Typically, when renting a house or an apartment, the tenant will have to give the landlord a deposit in order to protect the landlord from having to incur unexpected costs in connection with renting. Though it varies from jurisdiction to jurisdiction, the holding of a tenant deposit has very particular regulations as to where it must be stored and in what type of account. Very often the return of the deposit to the tenant after the lease is over is a point of contention between tenants and landlords.
The tenant deposit is a measure of assurance for a landlord to ensure that he does not get stuck having to pay any unexpected costs after the tenancy ends. The stated purpose of a tenant deposit is to cover any damage caused by the tenant beyond normal wear and tear after the tenant moves out. Additionally it may be used for cleaning services if the tenant leaves the property in a dirty condition after turning it back over to the landlord. As a last resort, it may also be used to cover any unpaid rent if the tenant refuses to pay after leaving the property. Ideally, the tenant deposit should be given back to the tenant after the lease is over, but if the landlord has to use it for any of these purposes, he is generally required to give a detailed breakdown of the costs incurred for which the money that was not returned was used.

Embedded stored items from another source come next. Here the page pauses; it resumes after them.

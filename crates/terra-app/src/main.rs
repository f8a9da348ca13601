//! The binary entry point for the Terra viewer.

use clap::Parser;
use terra_app::platform::PlatformDirs;
use terra_app::{AppError, StartupConfig, headless, window};
use terra_config::CliArgs;
use tracing::{error, info};

fn main() {
    if let Err(e) = run() {
        error!("{e}");
        eprintln!("terra: {e}");
        std::process::exit(1);
    }
}

fn run() -> Result<(), AppError> {
    let args = CliArgs::parse();

    let mut dirs = PlatformDirs::resolve()?;
    if let Some(config_dir) = args.config.clone() {
        dirs = dirs.with_config_dir(config_dir);
    }
    dirs.create_dirs()?;

    let startup = StartupConfig::load(&dirs.config_dir, &args)?;
    terra_log::init_logging(
        Some(&dirs.log_dir),
        cfg!(debug_assertions),
        Some(&startup.config),
    );
    startup.log_origin();

    let config = startup.config;
    info!("Terra viewer: {}x{}", config.window.width, config.window.height);

    if let Some(frames) = args.headless {
        headless::fly(&config, frames);
        return Ok(());
    }

    window::run(config, &dirs)
}
//! Tracing setup for the Terra viewer.
//!
//! Console output is always on. Debug builds additionally write JSON lines to
//! `terra.log` in the platform log directory so a flight can be inspected
//! after the window closes.

use std::path::{Path, PathBuf};

use terra_config::Config;
use tracing_subscriber::{EnvFilter, fmt, layer::SubscriberExt, util::SubscriberInitExt};

/// Directives used when neither `RUST_LOG` nor the config names a level.
/// Windowing backends are chatty at `info`.
pub const DEFAULT_DIRECTIVES: &str = "info,winit=warn,calloop=warn";

/// File name of the JSON log written in debug builds.
pub const LOG_FILE: &str = "terra.log";

/// Installs the global subscriber.
///
/// Filter precedence is `RUST_LOG`, then `config.debug.log_level`, then
/// [`DEFAULT_DIRECTIVES`]. With `debug_build` set and a usable `log_dir`, a
/// JSON file layer is added; if the file cannot be created only the console
/// layer is installed.
///
/// Call at most once per process.
///
/// ```no_run
/// use terra_log::init_logging;
///
/// init_logging(None, false, None);
/// ```
pub fn init_logging(log_dir: Option<&Path>, debug_build: bool, config: Option<&Config>) {
    let directives = filter_directives(config);
    let env_filter =
        EnvFilter::try_from_default_env().unwrap_or_else(|_| EnvFilter::new(&directives));

    let console = fmt::layer()
        .with_target(true)
        .with_thread_names(true)
        .with_level(true)
        .with_timer(fmt::time::uptime());

    let registry = tracing_subscriber::registry().with(env_filter).with(console);

    let log_file = if debug_build {
        log_dir.and_then(open_log_file)
    } else {
        None
    };

    match log_file {
        Some((path, file)) => {
            let json = fmt::layer()
                .with_writer(file)
                .with_ansi(false)
                .with_target(true)
                .with_timer(fmt::time::uptime())
                .json();
            registry.with(json).init();
            tracing::debug!(path = %path.display(), "JSON log enabled");
        }
        None => registry.init(),
    }
}

/// The filter string implied by `config`, ignoring `RUST_LOG`.
#[must_use]
pub fn filter_directives(config: Option<&Config>) -> String {
    match config {
        Some(config) if !config.debug.log_level.trim().is_empty() => {
            config.debug.log_level.trim().to_string()
        }
        _ => DEFAULT_DIRECTIVES.to_string(),
    }
}

/// [`EnvFilter`] built from [`DEFAULT_DIRECTIVES`].
#[must_use]
pub fn default_env_filter() -> EnvFilter {
    EnvFilter::new(DEFAULT_DIRECTIVES)
}

fn open_log_file(log_dir: &Path) -> Option<(PathBuf, std::fs::File)> {
    std::fs::create_dir_all(log_dir).ok()?;
    let path = log_dir.join(LOG_FILE);
    let file = std::fs::File::create(&path).ok()?;
    Some((path, file))
}
//! Viewport element: pointer event target and drag-normalization reference.
//!
//! A [`Viewport`] is the element the controls attach to. It answers its
//! current size and routes [`PointerEvent`]s to registered
//! [`PointerListener`]s. Listeners are held weakly: a dropped listener is
//! pruned on the next dispatch instead of keeping its owner alive.
//!
//! When no element exists the viewport can fall back to a document-wide
//! target whose size comes from an injected [`SizeProvider`].

use std::cell::{Cell, RefCell};
use std::rc::{Rc, Weak};

use glam::Vec2;
use tracing::warn;

/// Capability to query the current size of a drawing surface.
pub trait SizeProvider {
    /// Width and height in logical pixels.
    fn current_size(&self) -> Vec2;
}

/// A size provider that always answers the same size.
#[derive(Clone, Copy, Debug, PartialEq)]
pub struct FixedSize(pub Vec2);

impl SizeProvider for FixedSize {
    fn current_size(&self) -> Vec2 {
        self.0
    }
}

/// Pointer event categories a listener can subscribe to.
#[derive(Clone, Copy, Debug, PartialEq, Eq, Hash)]
pub enum PointerEventKind {
    Press,
    Move,
    Release,
    ContextMenu,
}

/// A pointer event in viewport-relative coordinates.
#[derive(Clone, Copy, Debug, PartialEq)]
pub struct PointerEvent {
    pub kind: PointerEventKind,
    pub position: Vec2,
}

impl PointerEvent {
    #[must_use]
    pub fn press(x: f32, y: f32) -> Self {
        Self {
            kind: PointerEventKind::Press,
            position: Vec2::new(x, y),
        }
    }

    #[must_use]
    pub fn moved(x: f32, y: f32) -> Self {
        Self {
            kind: PointerEventKind::Move,
            position: Vec2::new(x, y),
        }
    }

    #[must_use]
    pub fn release(x: f32, y: f32) -> Self {
        Self {
            kind: PointerEventKind::Release,
            position: Vec2::new(x, y),
        }
    }

    #[must_use]
    pub fn context_menu(x: f32, y: f32) -> Self {
        Self {
            kind: PointerEventKind::ContextMenu,
            position: Vec2::new(x, y),
        }
    }
}

/// What a listener asks the event source to do after handling an event.
#[derive(Clone, Copy, Debug, Default, PartialEq, Eq)]
pub enum EventResponse {
    /// Let the platform's default action run.
    #[default]
    Continue,
    /// Suppress the platform's default action (e.g. the context menu).
    PreventDefault,
}

impl EventResponse {
    fn merge(self, other: EventResponse) -> EventResponse {
        if self == EventResponse::PreventDefault || other == EventResponse::PreventDefault {
            EventResponse::PreventDefault
        } else {
            EventResponse::Continue
        }
    }
}

/// Receiver of pointer events dispatched by a [`Viewport`].
pub trait PointerListener {
    fn handle_pointer(&mut self, event: &PointerEvent) -> EventResponse;
}

/// Handle returned when registering a listener; used to unregister it.
#[derive(Clone, Copy, Debug, PartialEq, Eq, Hash)]
pub struct ListenerId(u64);

impl ListenerId {
    pub(crate) fn new(raw: u64) -> Self {
        Self(raw)
    }
}

struct Registration {
    id: ListenerId,
    kind: PointerEventKind,
    listener: Weak<RefCell<dyn PointerListener>>,
}

enum SizeSource {
    /// An element with its own offset size, updated on resize.
    Element(Cell<Vec2>),
    /// The whole document; size comes from the injected provider.
    Document(Rc<dyn SizeProvider>),
}

/// Event target and size reference for pointer-driven controls.
pub struct Viewport {
    size: SizeSource,
    listeners: RefCell<Vec<Registration>>,
    next_id: Cell<u64>,
}

impl std::fmt::Debug for Viewport {
    fn fmt(&self, f: &mut std::fmt::Formatter<'_>) -> std::fmt::Result {
        f.debug_struct("Viewport")
            .field("document", &self.is_document())
            .field("size", &self.offset_size())
            .field("listeners", &self.listener_count())
            .finish()
    }
}

impl Viewport {
    /// A viewport element with the given offset size.
    #[must_use]
    pub fn element(width: f32, height: f32) -> Self {
        Self::with_source(SizeSource::Element(Cell::new(Vec2::new(width, height))))
    }

    /// A document-wide viewport sized by `provider`.
    #[must_use]
    pub fn document(provider: Rc<dyn SizeProvider>) -> Self {
        Self::with_source(SizeSource::Document(provider))
    }

    fn with_source(size: SizeSource) -> Self {
        Self {
            size,
            listeners: RefCell::new(Vec::new()),
            next_id: Cell::new(0),
        }
    }

    /// Whether this is the document-wide fallback target.
    #[must_use]
    pub fn is_document(&self) -> bool {
        matches!(self.size, SizeSource::Document(_))
    }

    /// Current width and height of the viewport.
    #[must_use]
    pub fn offset_size(&self) -> Vec2 {
        match &self.size {
            SizeSource::Element(size) => size.get(),
            SizeSource::Document(provider) => provider.current_size(),
        }
    }

    /// Updates an element's offset size. Ignored for the document fallback,
    /// whose size always tracks its provider.
    pub fn set_offset_size(&self, width: f32, height: f32) {
        match &self.size {
            SizeSource::Element(size) => size.set(Vec2::new(width, height)),
            SizeSource::Document(_) => {
                warn!("set_offset_size ignored on document viewport");
            }
        }
    }

    /// Subscribes `listener` to events of `kind`.
    pub fn add_listener(
        &self,
        kind: PointerEventKind,
        listener: Weak<RefCell<dyn PointerListener>>,
    ) -> ListenerId {
        let id = ListenerId::new(self.next_id.get());
        self.next_id.set(self.next_id.get() + 1);
        self.listeners.borrow_mut().push(Registration { id, kind, listener });
        id
    }

    /// Unsubscribes a listener. Returns `false` if the handle was unknown.
    pub fn remove_listener(&self, id: ListenerId) -> bool {
        let mut listeners = self.listeners.borrow_mut();
        let before = listeners.len();
        listeners.retain(|r| r.id != id);
        listeners.len() != before
    }

    /// Number of registered listeners, including ones whose owner has been
    /// dropped but not yet pruned.
    #[must_use]
    pub fn listener_count(&self) -> usize {
        self.listeners.borrow().len()
    }

    /// Delivers `event` to every live listener subscribed to its kind.
    ///
    /// The listener table is not borrowed while listeners run, so a listener
    /// may add or remove registrations. A listener that is already borrowed
    /// (re-entrant dispatch) is skipped.
    pub fn dispatch(&self, event: &PointerEvent) -> EventResponse {
        let targets: Vec<Rc<RefCell<dyn PointerListener>>> = {
            let mut listeners = self.listeners.borrow_mut();
            listeners.retain(|r| r.listener.strong_count() > 0);
            listeners
                .iter()
                .filter(|r| r.kind == event.kind)
                .filter_map(|r| r.listener.upgrade())
                .collect()
        };

        let mut response = EventResponse::Continue;
        for target in targets {
            match target.try_borrow_mut() {
                Ok(mut listener) => {
                    response = response.merge(listener.handle_pointer(event));
                }
                Err(_) => {
                    warn!(kind = ?event.kind, "pointer listener busy, event skipped");
                }
            }
        }
        response
    }
}

#[cfg(test)]
mod tests {
    use super::*;

    #[derive(Default)]
    struct Recorder {
        seen: Vec<PointerEventKind>,
        prevent: bool,
    }

    impl PointerListener for Recorder {
        fn handle_pointer(&mut self, event: &PointerEvent) -> EventResponse {
            self.seen.push(event.kind);
            if self.prevent {
                EventResponse::PreventDefault
            } else {
                EventResponse::Continue
            }
        }
    }

    fn subscribe(viewport: &Viewport, rec: &Rc<RefCell<Recorder>>, kind: PointerEventKind) -> ListenerId {
        let weak: Weak<RefCell<dyn PointerListener>> = Rc::downgrade(rec) as Weak<RefCell<dyn PointerListener>>;
        viewport.add_listener(kind, weak)
    }

    #[test]
    fn test_element_size_is_mutable() {
        let viewport = Viewport::element(800.0, 600.0);
        assert_eq!(viewport.offset_size(), Vec2::new(800.0, 600.0));
        viewport.set_offset_size(1024.0, 768.0);
        assert_eq!(viewport.offset_size(), Vec2::new(1024.0, 768.0));
        assert!(!viewport.is_document());
    }

    #[test]
    fn test_document_size_tracks_provider() {
        let viewport = Viewport::document(Rc::new(FixedSize(Vec2::new(1920.0, 1080.0))));
        assert!(viewport.is_document());
        viewport.set_offset_size(1.0, 1.0);
        assert_eq!(viewport.offset_size(), Vec2::new(1920.0, 1080.0));
    }

    #[test]
    fn test_dispatch_routes_by_kind() {
        let viewport = Viewport::element(100.0, 100.0);
        let rec = Rc::new(RefCell::new(Recorder::default()));
        subscribe(&viewport, &rec, PointerEventKind::Press);

        viewport.dispatch(&PointerEvent::moved(1.0, 1.0));
        viewport.dispatch(&PointerEvent::press(1.0, 1.0));
        assert_eq!(rec.borrow().seen, vec![PointerEventKind::Press]);
    }

    #[test]
    fn test_removed_listener_receives_nothing() {
        let viewport = Viewport::element(100.0, 100.0);
        let rec = Rc::new(RefCell::new(Recorder::default()));
        let id = subscribe(&viewport, &rec, PointerEventKind::Release);
        assert!(viewport.remove_listener(id));
        assert!(!viewport.remove_listener(id));
        viewport.dispatch(&PointerEvent::release(0.0, 0.0));
        assert!(rec.borrow().seen.is_empty());
    }

    #[test]
    fn test_dropped_listener_is_pruned() {
        let viewport = Viewport::element(100.0, 100.0);
        {
            let rec = Rc::new(RefCell::new(Recorder::default()));
            subscribe(&viewport, &rec, PointerEventKind::Move);
            assert_eq!(viewport.listener_count(), 1);
        }
        viewport.dispatch(&PointerEvent::moved(0.0, 0.0));
        assert_eq!(viewport.listener_count(), 0);
    }

    #[test]
    fn test_prevent_default_wins() {
        let viewport = Viewport::element(100.0, 100.0);
        let quiet = Rc::new(RefCell::new(Recorder::default()));
        let loud = Rc::new(RefCell::new(Recorder {
            prevent: true,
            ..Default::default()
        }));
        subscribe(&viewport, &quiet, PointerEventKind::ContextMenu);
        subscribe(&viewport, &loud, PointerEventKind::ContextMenu);
        let response = viewport.dispatch(&PointerEvent::context_menu(5.0, 5.0));
        assert_eq!(response, EventResponse::PreventDefault);
    }

    #[test]
    fn test_busy_listener_is_skipped() {
        let viewport = Viewport::element(100.0, 100.0);
        let rec = Rc::new(RefCell::new(Recorder::default()));
        subscribe(&viewport, &rec, PointerEventKind::Press);
        let guard = rec.borrow_mut();
        let response = viewport.dispatch(&PointerEvent::press(0.0, 0.0));
        drop(guard);
        assert_eq!(response, EventResponse::Continue);
        assert!(rec.borrow().seen.is_empty());
    }
}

While it is typical that a full month’s rent be required as a security deposit, most jurisdictions have limits on the amount a landlord may require — generally set at the equivalent of two month’s rent. The landlord is usually required to place the deposit in an escrow account located within the same jurisdiction as the property and notify the tenant of the type of account and location of the deposit. Some jurisdictions require that any interest gained on the deposit during the life of the lease shall be paid to the tenant upon termination of the lease.
Often times, the return of the tenant deposit at the end of the tenancy results in dispute between the landlord and tenant. In the event that the landlord unjustifiably refuses to return the entirety of the money owed to the tenant based on the circumstances, or even fails to observe the proper protocol as to the maintenance of the deposit, then he or she may face stiff penalties. Many jurisdictions impose a penalty on the landlord of up to three times the deposit simply for violating procedure.